Go and Proclaim the Good News -- Alternative Lectionary for Easter Sunday
The journey that takes us from Bethlehem to Nazaereth and to Jerusalem has reached its completion. The triumphant entry of Palm Sunday gave way to the tragedy of Good Friday, but God has the final word -- raising Jesus from the dead. In this alternative set of readings that David Ackerman has chosen for Easter (in Beyond the Lectionary), we are confronted by the centrality of the Resurrection. He invites us to witness Elijah's intervention that brings back to life a young boy (did he just do some CPR or is this a miracle story?). In Acts 13 Paul offers a brief summary of the Gospel message that culminates in the Resurrection -- this can help us get to the center of the Christian confession. But perhaps most interesting to the preacher -- and rather risky -- is the invitation to take up the "Longer Ending of Mark", with its accent on the miraculous signs that will follow the proclamation of the Gospel. Although we can easily put this passage off to the side because it might not be original, is there not a message waiting to be released? Or, are we wanting to play it safe with a more modern rendition that makes the resurrection palatable to the modern mindset? In my own post-modern leap, I've decided to take up Mark 16 -- see you on the other side.
“Go and Proclaim the Good News”
Call to Worship: Isaiah 52:1-2 NRSV
One: Awake, awake, put on your strength, O Zion! Put on your beautiful garments, O Jerusalem, the holy city; for the uncircumcised and the unclean shall enter you no more.
Many: Shake yourself from the dust, rise up, O captive Jerusalem; loose the bonds from your neck, O captive daughter Zion!
Gathering Prayer: God, we gather, as the first Christians gathered early on the first day of the week, to bear witness to something that changed everything in this world. We come to make the Easter proclamation: “Alleluia! Christ is risen. Christ is risen indeed. Alleluia!” As we proclaim these words, let us rejoice in the victory that you won when you turned the tables on the powers of sin and death in this world.
Confession: God, the news of the resurrection almost seems too good to be true. It is hard for us to believe, and our doubts keep us from fully trusting you, as we should. Forgive us, God, and help us to see that the resurrection of Jesus gives us life that is real and greater than we ever could have imagined.
Assurance: “Grave, where is your victory?
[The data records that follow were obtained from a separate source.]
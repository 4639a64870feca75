use std::net::SocketAddr;

use reqwest::StatusCode as HttpStatusCode;
use serde_json::{json, Value};
use tokio::net::TcpListener;

use server::startup::build_app;
use service::Services;

struct TestApp {
    base_url: String,
}

async fn start_server() -> anyhow::Result<TestApp> {
    let services = Services::default();
    services.seed_demo_data().await?;
    let app = build_app(&services);

    let listener = TcpListener::bind((std::net::Ipv4Addr::LOCALHOST, 0)).await?;
    let addr: SocketAddr = listener.local_addr()?;
    let base_url = format!("http://{}:{}", addr.ip(), addr.port());

    tokio::spawn(async move {
        if let Err(e) = axum::serve(listener, app).await { eprintln!("server error: {}", e); }
    });

    Ok(TestApp { base_url })
}

fn client() -> reqwest::Client {
    reqwest::Client::builder().build().expect("reqwest client")
}

#[tokio::test]
async fn e2e_public_health() -> anyhow::Result<()> {
    let app = start_server().await?;
    let res = client().get(format!("{}/health", app.base_url)).send().await?;
    assert_eq!(res.status(), HttpStatusCode::OK);
    let body: Value = res.json().await?;
    assert_eq!(body, json!({"status": "ok"}));
    Ok(())
}

#[tokio::test]
async fn e2e_seeded_users_round_trip() -> anyhow::Result<()> {
    let app = start_server().await?;
    let http = client();

    let res = http.get(format!("{}/api/users?role=admin", app.base_url)).send().await?;
    assert_eq!(res.status(), HttpStatusCode::OK);
    assert_eq!(res.headers().get("x-total-count").and_then(|v| v.to_str().ok()), Some("1"));

    let res = http
        .post(format!("{}/api/users", app.base_url))
        .json(&json!({"name": "Dan", "email": "DAN@Example.com"}))
        .send()
        .await?;
    assert_eq!(res.status(), HttpStatusCode::CREATED);
    let created: Value = res.json().await?;
    assert_eq!(created["email"], "dan@example.com");
    assert_eq!(created["id"], 4);

    let res = http
        .post(format!("{}/api/users", app.base_url))
        .json(&json!({"name": "Dan again", "email": "dan@example.com"}))
        .send()
        .await?;
    assert_eq!(res.status(), HttpStatusCode::BAD_REQUEST);

    let res = http.delete(format!("{}/api/users/4", app.base_url)).send().await?;
    assert_eq!(res.status(), HttpStatusCode::NO_CONTENT);

    let res = http.get(format!("{}/api/orders/stats", app.base_url)).send().await?;
    let stats: Value = res.json().await?;
    assert_eq!(stats["total"], 2);
    assert_eq!(stats["revenue"], 548.98);
    Ok(())
}
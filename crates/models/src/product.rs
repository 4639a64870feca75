use std::collections::BTreeMap;

use chrono::{DateTime, Utc};
use serde::{Deserialize, Serialize};
use serde_json::Value;

use crate::entity::{bump, Entity, SortValue, UniqueKey};
use crate::errors::ValidationError;
use crate::status::ProductStatus;
use crate::validation::{self as v, EnumField};

pub const NAME_MAX: usize = 200;
pub const DESCRIPTION_MAX: usize = 1000;
pub const CATEGORY_MAX: usize = 50;
pub const SKU_MAX: usize = 50;
/// Products with fewer units in stock count as low stock.
pub const LOW_STOCK_THRESHOLD: u64 = 10;

#[derive(Clone, Debug, PartialEq, Serialize, Deserialize)]
#[serde(rename_all = "camelCase")]
pub struct Product {
    pub id: u64,
    pub name: String,
    pub description: Option<String>,
    pub category: String,
    pub price: f64,
    pub stock: u64,
    pub sku: Option<String>,
    pub status: ProductStatus,
    pub created_at: DateTime<Utc>,
    pub updated_at: DateTime<Utc>,
}

#[derive(Clone, Debug, Default, Serialize, Deserialize)]
pub struct ProductInput {
    pub name: Option<Value>,
    pub description: Option<Value>,
    pub category: Option<Value>,
    pub price: Option<Value>,
    pub stock: Option<Value>,
    pub sku: Option<Value>,
    pub status: Option<Value>,
}

#[derive(Clone, Debug, Default, Serialize)]
#[serde(rename_all = "camelCase")]
pub struct ProductStats {
    pub total: usize,
    pub by_status: BTreeMap<String, usize>,
    pub by_category: BTreeMap<String, usize>,
    pub total_stock: u64,
    pub inventory_value: f64,
    pub average_price: f64,
    pub low_stock: usize,
    pub out_of_stock: usize,
}

impl Entity for Product {
    type Create = ProductInput;
    type Patch = ProductInput;
    type Stats = ProductStats;

    const NAME: &'static str = "Product";
    const PLURAL: &'static str = "products";
    const REQUIRED_FIELDS: &'static [&'static str] = &["name", "category", "price"];
    const FILTER_FIELDS: &'static [&'static str] = &["status", "category"];
    const SORT_FIELDS: &'static [&'static str] =
        &["id", "name", "category", "price", "stock", "status", "createdAt", "updatedAt"];

    crate::record_meta!();

    fn from_create(id: u64, input: ProductInput, now: DateTime<Utc>) -> Result<Self, ValidationError> {
        Ok(Self {
            id,
            name: v::required_string("name", input.name.as_ref(), NAME_MAX)?,
            description: v::optional_string("description", input.description.as_ref(), DESCRIPTION_MAX)?,
            category: v::required_string("category", input.category.as_ref(), CATEGORY_MAX)?,
            price: v::price("price", input.price.as_ref(), false)?,
            stock: match &input.stock {
                Some(raw) => v::non_negative_int("stock", Some(raw))?,
                None => 0,
            },
            sku: v::optional_string("sku", input.sku.as_ref(), SKU_MAX)?.map(|s| s.to_uppercase()),
            status: match &input.status {
                Some(raw) => v::enum_value(Some(raw))?,
                None => ProductStatus::default(),
            },
            created_at: now,
            updated_at: now,
        })
    }

    fn apply_patch(&mut self, patch: ProductInput) -> Result<Vec<&'static str>, ValidationError> {
        let mut changed = Vec::new();
        if let Some(raw) = &patch.name {
            self.name = v::required_string("name", Some(raw), NAME_MAX)?;
            changed.push("name");
        }
        if let Some(raw) = &patch.description {
            self.description = v::optional_string("description", Some(raw), DESCRIPTION_MAX)?;
            changed.push("description");
        }
        if let Some(raw) = &patch.category {
            self.category = v::required_string("category", Some(raw), CATEGORY_MAX)?;
            changed.push("category");
        }
        if let Some(raw) = &patch.price {
            self.price = v::price("price", Some(raw), false)?;
            changed.push("price");
        }
        if let Some(raw) = &patch.stock {
            self.stock = v::non_negative_int("stock", Some(raw))?;
            changed.push("stock");
        }
        if let Some(raw) = &patch.sku {
            self.sku = v::optional_string("sku", Some(raw), SKU_MAX)?.map(|s| s.to_uppercase());
            changed.push("sku");
        }
        if let Some(raw) = &patch.status {
            self.status = v::enum_value(Some(raw))?;
            changed.push("status");
        }
        Ok(changed)
    }

    fn unique_keys(&self) -> Vec<UniqueKey> {
        let mut keys = vec![UniqueKey::new("name", &self.name)];
        if let Some(sku) = &self.sku {
            keys.push(UniqueKey::new("sku", sku));
        }
        keys
    }

    fn filter_value(&self, field: &str) -> Option<String> {
        match field {
            "status" => Some(self.status.as_str().to_string()),
            "category" => Some(self.category.clone()),
            _ => None,
        }
    }

    fn sort_value(&self, field: &str) -> Option<SortValue> {
        Some(match field {
            "id" => SortValue::Int(self.id as i64),
            "name" => SortValue::text(&self.name),
            "category" => SortValue::text(&self.category),
            "price" => SortValue::Float(self.price),
            "stock" => SortValue::Int(self.stock as i64),
            "status" => SortValue::text(self.status.as_str()),
            "createdAt" => SortValue::Time(self.created_at),
            "updatedAt" => SortValue::Time(self.updated_at),
            _ => return None,
        })
    }

    fn search_fields(&self) -> Vec<&str> {
        let mut fields = vec![self.name.as_str(), self.category.as_str()];
        if let Some(d) = &self.description {
            fields.push(d.as_str());
        }
        if let Some(sku) = &self.sku {
            fields.push(sku.as_str());
        }
        fields
    }

    fn stats(records: &[Self]) -> ProductStats {
        let mut stats = ProductStats { total: records.len(), ..Default::default() };
        let mut price_sum = 0.0;
        for p in records {
            bump(&mut stats.by_status, p.status.as_str());
            bump(&mut stats.by_category, p.category.as_str());
            stats.total_stock = stats.total_stock.saturating_add(p.stock);
            stats.inventory_value += p.price * p.stock as f64;
            price_sum += p.price;
            if p.stock == 0 {
                stats.out_of_stock += 1;
            } else if p.stock < LOW_STOCK_THRESHOLD {
                stats.low_stock += 1;
            }
        }
        stats.inventory_value = v::round2(stats.inventory_value);
        if !records.is_empty() {
            stats.average_price = v::round2(price_sum / records.len() as f64);
        }
        stats
    }
}

#[cfg(test)]
mod tests {
    use super::*;
    use serde_json::json;

    fn input(value: Value) -> ProductInput {
        serde_json::from_value(value).unwrap()
    }

    #[test]
    fn price_must_be_positive() {
        let err = Product::from_create(1, input(json!({"name": "Lamp", "category": "home", "price": 0})), Utc::now())
            .unwrap_err();
        assert_eq!(err.message, "price must be greater than 0");
    }

    #[test]
    fn huge_price_is_rejected_and_stock_sum_saturates() {
        let err = Product::from_create(1, input(json!({"name": "Big", "category": "c", "price": 1e307})), Utc::now())
            .unwrap_err();
        assert_eq!(err.message, "price is out of range");

        let now = Utc::now();
        let mut a = Product::from_create(1, input(json!({"name": "a", "category": "c", "price": 1})), now).unwrap();
        a.stock = u64::MAX;
        let b = Product::from_create(2, input(json!({"name": "b", "category": "c", "price": 1, "stock": 3})), now).unwrap();
        let stats = Product::stats(&[a, b]);
        assert_eq!(stats.total_stock, u64::MAX);
        assert!(stats.inventory_value.is_finite());
    }

    #[test]
    fn sku_is_unique_key_when_present() {
        let p = Product::from_create(
            1,
            input(json!({"name": "Lamp", "category": "home", "price": 20, "sku": "lmp-1"})),
            Utc::now(),
        )
        .unwrap();
        assert_eq!(p.sku.as_deref(), Some("LMP-1"));
        assert_eq!(p.unique_keys().len(), 2);
    }

    #[test]
    fn stats_report_stock_levels() {
        let now = Utc::now();
        let a = Product::from_create(1, input(json!({"name": "a", "category": "c", "price": 10, "stock": 3})), now).unwrap();
        let b = Product::from_create(2, input(json!({"name": "b", "category": "c", "price": 20, "stock": 0})), now).unwrap();
        let c = Product::from_create(3, input(json!({"name": "c", "category": "d", "price": 30, "stock": 50})), now).unwrap();
        let stats = Product::stats(&[a, b, c]);
        assert_eq!(stats.inventory_value, 1530.0);
        assert_eq!(stats.average_price, 20.0);
        assert_eq!(stats.low_stock, 1);
        assert_eq!(stats.out_of_stock, 1);
        assert_eq!(stats.by_category.get("c"), Some(&2));
    }
}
Death, where is your sting? Death is swallowed up in victory!” Christ is risen today, and through his rising, we know that we, too, rise from the dust of death to newness of life. Alleluia! Thanks be to God.
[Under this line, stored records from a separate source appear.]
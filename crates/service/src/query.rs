//! Decoding of list query parameters (`?status=..&sort=..&order=..&page=..&limit=..`).

use std::collections::HashMap;

use serde::Serialize;

use crate::errors::ServiceError;
use crate::pagination::Pagination;

#[derive(Debug, Clone, Copy, Default, PartialEq, Eq, Serialize)]
#[serde(rename_all = "lowercase")]
pub enum SortOrder {
    #[default]
    Asc,
    Desc,
}

/// Filtering, sorting and paging options for `get_all`.
#[derive(Debug, Clone, Default, PartialEq, Eq)]
pub struct ListQuery {
    /// `(field, value)` equality filters; fields the entity does not filter on are ignored.
    pub filters: Vec<(String, String)>,
    pub sort: Option<String>,
    pub order: SortOrder,
    pub pagination: Option<Pagination>,
}

/// One page (or all) of the filtered records plus the filtered total.
#[derive(Debug, Clone, PartialEq)]
pub struct Listing<E> {
    pub records: Vec<E>,
    pub total: usize,
}

const RESERVED: [&str; 4] = ["sort", "order", "page", "limit"];

fn positive(name: &str, raw: &str) -> Result<usize, ServiceError> {
    match raw.trim().parse::<usize>() {
        Ok(n) if n >= 1 => Ok(n),
        _ => Err(ServiceError::validation(format!("{name} must be a positive integer"))),
    }
}

impl ListQuery {
    pub fn filter(mut self, field: impl Into<String>, value: impl Into<String>) -> Self {
        self.filters.push((field.into(), value.into()));
        self
    }

    pub fn sorted_by(mut self, field: impl Into<String>, order: SortOrder) -> Self {
        self.sort = Some(field.into());
        self.order = order;
        self
    }

    pub fn paged(mut self, page: usize, per_page: usize) -> Self {
        self.pagination = Some(Pagination { page, per_page });
        self
    }

    /// Build from raw query parameters. Blank values are treated as absent.
    pub fn from_params(params: &HashMap<String, String>) -> Result<Self, ServiceError> {
        let get = |key: &str| params.get(key).map(|v| v.trim()).filter(|v| !v.is_empty());

        let order = match get("order") {
            None => SortOrder::Asc,
            Some(o) if o.eq_ignore_ascii_case("asc") => SortOrder::Asc,
            Some(o) if o.eq_ignore_ascii_case("desc") => SortOrder::Desc,
            Some(_) => return Err(ServiceError::validation("Invalid sort order. Must be one of: asc, desc")),
        };

        let page = get("page").map(|p| positive("page", p)).transpose()?;
        let limit = get("limit").map(|l| positive("limit", l)).transpose()?;
        let pagination = match (page, limit) {
            (None, None) => None,
            (page, limit) => Some(Pagination {
                page: page.unwrap_or(1),
                per_page: limit.unwrap_or(Pagination::default().per_page),
            }),
        };

        let mut filters: Vec<(String, String)> = params
            .iter()
            .filter(|(k, v)| !RESERVED.contains(&k.as_str()) && !v.trim().is_empty())
            .map(|(k, v)| (k.clone(), v.trim().to_string()))
            .collect();
        // HashMap 迭代顺序不稳定，排序后便于比较
        filters.sort();

        Ok(Self { filters, sort: get("sort").map(str::to_string), order, pagination })
    }
}
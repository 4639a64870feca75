//! Prometheus text exposition of the default registry.

use axum::http::StatusCode;
use prometheus::{Encoder, TextEncoder};

pub fn encode_metrics() -> (StatusCode, String) {
    let encoder = TextEncoder::new();
    let metric_families = prometheus::gather();
    let mut buffer = Vec::new();
    if let Err(e) = encoder.encode(&metric_families, &mut buffer) {
        return (
            StatusCode::INTERNAL_SERVER_ERROR,
            format!("metrics encode error: {e}"),
        );
    }
    (StatusCode::OK, String::from_utf8(buffer).unwrap_or_default())
}

#[cfg(test)]
mod tests {
    use super::*;
    use prometheus::{register_int_counter, IntCounter};

    #[test]
    fn encodes_registered_counters() {
        let c: IntCounter = register_int_counter!("common_metrics_test_total", "test counter").unwrap();
        c.inc();
        let (status, body) = encode_metrics();
        assert_eq!(status, StatusCode::OK);
        assert!(body.contains("common_metrics_test_total 1"));
    }
}
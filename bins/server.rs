use dotenvy::dotenv;
use tracing::{error, info};
use uuid::Uuid;

fn init_logging() {
    // 提前加载 .env，使得 RUST_LOG / LOG_FORMAT 等环境变量生效
    dotenv().ok();
    common::utils::logging::init_logging_from_env();
    info!(service = "inventory_api", event = "logger_init", "tracing subscriber initialized");
}

fn main() -> std::process::ExitCode {
    init_logging();

    let service_id = Uuid::new_v4();
    let pid = std::process::id();
    let version = env!("CARGO_PKG_VERSION");

    // Panic 钩子：捕获异常并输出错误日志
    std::panic::set_hook(Box::new(move |info| {
        error!(
            service = "inventory_api",
            event = "panic",
            %service_id,
            pid,
            message = %info,
            "unhandled panic occurred"
        );
    }));

    let cfg = match configs::AppConfig::load_and_validate() {
        Ok(cfg) => cfg,
        Err(e) => {
            error!(service = "inventory_api", event = "config_invalid", error = %e, "invalid configuration");
            return std::process::ExitCode::FAILURE;
        }
    };
    let worker_threads = cfg.server.worker_threads;

    let mut builder = tokio::runtime::Builder::new_multi_thread();
    builder.enable_all();
    if let Some(w) = worker_threads { builder.worker_threads(w); }

    let rt = match builder.build() {
        Ok(rt) => rt,
        Err(e) => {
            error!(service = "inventory_api", event = "runtime_build_failed", error = %e, "failed to build tokio runtime");
            return std::process::ExitCode::FAILURE;
        }
    };

    info!(
        service = "inventory_api",
        event = "start",
        %service_id,
        pid,
        version,
        threads = worker_threads.unwrap_or_default(),
        addr = %cfg.bind_addr(),
        "inventory api starting"
    );

    rt.block_on(async move {
        let server_task = tokio::spawn(async move {
            server::run(cfg).await.map_err(|e| {
                error!(service = "inventory_api", event = "run_failed", error = %e, "server::run returned error");
                e
            })
        });

        tokio::select! {
            res = server_task => {
                match res {
                    Ok(Ok(())) => {
                        info!(service = "inventory_api", event = "stop", %service_id, pid, "server stopped normally");
                        std::process::ExitCode::SUCCESS
                    }
                    // 错误已在上面记录
                    Ok(Err(_)) => std::process::ExitCode::FAILURE,
                    Err(e) => {
                        error!(service = "inventory_api", event = "task_join_error", error = %e, "server task join error");
                        std::process::ExitCode::FAILURE
                    }
                }
            }
            _ = tokio::signal::ctrl_c() => {
                // 内存数据不需要落盘，直接退出
                info!(service = "inventory_api", event = "shutdown_signal", %service_id, pid, "received Ctrl+C, shutting down");
                std::process::ExitCode::SUCCESS
            }
        }
    })
}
Scriptures: 2 Kings 4:18-20, 32-37 – “A Boy Raised to Life”
Acts 13:26-31 – “Summary of Jesus’ Ministry”
Mark 16:9-20 – “The Longer Ending of Mark”
Commentaries and sermon helps are available in Beyond the Lectionary.
- Compare 2 Kings 4:18-20, 32-37 with 1 Kings17:17-24. How are these stories similar? What points do you think they make about Elijah and Elisha? Why might the story in 2 Kings 4 be important to share today? Who gets raised and under what circumstances?
- What stands out in for you in Paul’s summary in Acts 13 of Jesus’ ministry, death and resurrection?
- The longer ending in Mark 16 rarely gets addressed because most scholars believe it to be a later addition to the book. But its influence on the church through the centuries is undeniable. What do you think of v 19, which reads, “They will pick up snakes in their hands, and if they drink any deadly thing, it will not hurt them; they will lay their hands on the sick, and they will recover”? Do you think this verse is meant to be understood literally? If not, how?
- While Easter is a day of joy and celebration, it also is a day of mystery. What does the resurrection mean to you? Does it make sense in our world today? Does it have to make sense?
Prayer of Thanksgiving: We praise you, God, for showing us the way to the life of your promised resurrection. You have seen us and known us and loved us into life. Thank you, God, for showing us grace beyond our wildest expectations.
Benediction: Jesus tells us to go and make disciples everywhere. So today, as we have this incredible news, let’s go, and share the resurrection message with our lives. Amen.